▶ **GOAL OF THE EXERCISE**: No line before the one containing "-> Result<Vec<DateWindow>, EngineError>" should appear; that line and all lines after it, through the end of the data, are to be set down exactly.

INPUT MATERIAL START

//! Signal line sources
//!
//! A [`SignalLine`] delivers the demodulated receiver output as a logic level,
//! one read per decoder poll. [`SerialSignalLine`] reads a receiver wired to a
//! modem status pin of a serial port; [`SimulatedTransmitter`] synthesizes the
//! broadcast for tests and demos.

mod serial;
mod simulated;

pub use self::serial::{ModemPin, SerialSignalLine};
pub use self::simulated::SimulatedTransmitter;

use crate::core::Result;

/// Source of receiver output levels
pub trait SignalLine {
    /// Samples the current level; `true` while the carrier is reduced
    fn read_level(&mut self) -> Result<bool>;

    /// Switches receiver power, if the line controls it
    fn set_powered(&mut self, _powered: bool) -> Result<()> {
        Ok(())
    }
}

impl<L: SignalLine + ?Sized> SignalLine for Box<L> {
    fn read_level(&mut self) -> Result<bool> {
        (**self).read_level()
    }

    fn set_powered(&mut self, powered: bool) -> Result<()> {
        (**self).set_powered(powered)
    }
}
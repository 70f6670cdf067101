use chrono::NaiveDate;
use tracing::debug;
use ulid::Ulid;

use crate::limits::*;
use crate::model::*;

use super::availability::free_windows;
use super::conflict::{grandfathered_allocations, now_ms, validate_note, validate_window};
use super::{Engine, EngineError, IdClaim};

/// A stored blackout plus the active allocations it overlaps. Those
/// allocations stay committed; they are reported so the caller can act.
#[derive(Debug, Clone, PartialEq)]
pub struct BlackoutOutcome {
    pub blackout: AvailabilityWindow,
    pub grandfathered: Vec<Ulid>,
}

fn validate_reason(reason: &str) -> Result<(), EngineError> {
    if reason.trim().is_empty() {
        return Err(EngineError::Validation("reason is required".into()));
    }
    validate_note(Some(reason))
}

impl Engine {
    pub async fn add_availability(
        &self,
        scope: &Scope,
        id: Ulid,
        resource_id: Ulid,
        start: NaiveDate,
        end: NaiveDate,
        reason: String,
    ) -> Result<BlackoutOutcome, EngineError> {
        self.authorize(scope)?;
        let window = validate_window(start, end)?;
        validate_reason(&reason)?;
        let claim = IdClaim::take(&self.entity_to_resource, id, resource_id)?;
        let mut guard = self.live_resource_write(&resource_id).await?;
        if guard.record_count() >= MAX_RECORDS_PER_RESOURCE {
            return Err(EngineError::LimitExceeded("too many records on resource"));
        }

        let grandfathered = grandfathered_allocations(&guard, &window);
        let blackout = AvailabilityWindow {
            id,
            resource_id,
            window,
            reason,
            created_by: scope.actor.clone(),
            created_at: now_ms(),
        };
        self.persist_resource(&mut guard, &Event::AvailabilityAdded(blackout.clone()))
            .await?;
        claim.applied();
        if !grandfathered.is_empty() {
            debug!(
                "blackout {id} on {resource_id} overlaps {} existing allocations",
                grandfathered.len()
            );
        }
        Ok(BlackoutOutcome {
            blackout,
            grandfathered,
        })
    }

    pub async fn update_availability(
        &self,
        scope: &Scope,
        id: Ulid,
        start: Option<NaiveDate>,
        end: Option<NaiveDate>,
        reason: Option<String>,
    ) -> Result<BlackoutOutcome, EngineError> {
        self.authorize(scope)?;
        if let Some(reason) = &reason {
            validate_reason(reason)?;
        }
        let mut guard = self.resolve_resource_entity(&id).await?;
        if guard.resource.is_deleted() {
            return Err(EngineError::NotFound(guard.resource.id));
        }
        let mut blackout = guard
            .blackout(&id)
            .cloned()
            .ok_or(EngineError::NotFound(id))?;
        blackout.window = validate_window(
            start.unwrap_or(blackout.window.start),
            end.unwrap_or(blackout.window.end),
        )?;
        if let Some(reason) = reason {
            blackout.reason = reason;
        }

        let grandfathered = grandfathered_allocations(&guard, &blackout.window);
        self.persist_resource(&mut guard, &Event::AvailabilityUpdated(blackout.clone()))
            .await?;
        Ok(BlackoutOutcome {
            blackout,
            grandfathered,
        })
    }

    /// Returns the owning resource id.
    pub async fn remove_availability(&self, scope: &Scope, id: Ulid) -> Result<Ulid, EngineError> {
        self.authorize(scope)?;
        let mut guard = self.resolve_resource_entity(&id).await?;
        if guard.blackout(&id).is_none() {
            return Err(EngineError::NotFound(id));
        }
        let resource_id = guard.resource.id;
        let event = Event::AvailabilityRemoved { id, resource_id };
        self.persist_resource(&mut guard, &event).await?;
        Ok(resource_id)
    }

    /// Blackouts of a resource by start date, optionally only those
    /// overlapping `window`.
    pub async fn list_availability(
        &self,
        scope: &Scope,
        resource_id: Ulid,
        window: Option<DateWindow>,
    ) -> Result<Vec<AvailabilityWindow>, EngineError> {
        self.authorize(scope)?;
        let guard = self.resource_read(&resource_id, true).await?;
        Ok(match window {
            Some(w) => guard.overlapping_blackouts(&w).cloned().collect(),
            None => guard.blackouts.clone(),
        })
    }

    /// Sub-windows of `[start, end]` free of blackouts.
    pub async fn free_windows(
        &self,
        scope: &Scope,
        resource_id: Ulid,
        start: NaiveDate,
        end: NaiveDate,
    ) -> Result<Vec<DateWindow>, EngineError> {
        self.authorize(scope)?;
        let query = validate_window(start, end)?;
        if query.days() > MAX_QUERY_WINDOW_DAYS {
            return Err(EngineError::LimitExceeded("query window too wide"));
        }
        let guard = self.resource_read(&resource_id, false).await?;
        let blackouts: Vec<DateWindow> = guard
            .overlapping_blackouts(&query)
            .map(|b| b.window)
            .collect();
        Ok(free_windows(&query, &blackouts))
    }
}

INPUT MATERIAL END

▶ **ANSWER SPACE**:
    ) -> Result<Vec<DateWindow>, EngineError> {
        self.authorize(scope)?;
        let query = validate_window(start, end)?;
        if query.days() > MAX_QUERY_WINDOW_DAYS {
            return Err(EngineError::LimitExceeded("query window too wide"));
        }
        let guard = self.resource_read(&resource_id, false).await?;
        let blackouts: Vec<DateWindow> = guard
            .overlapping_blackouts(&query)
            .map(|b| b.window)
            .collect();
        Ok(free_windows(&query, &blackouts))
    }
}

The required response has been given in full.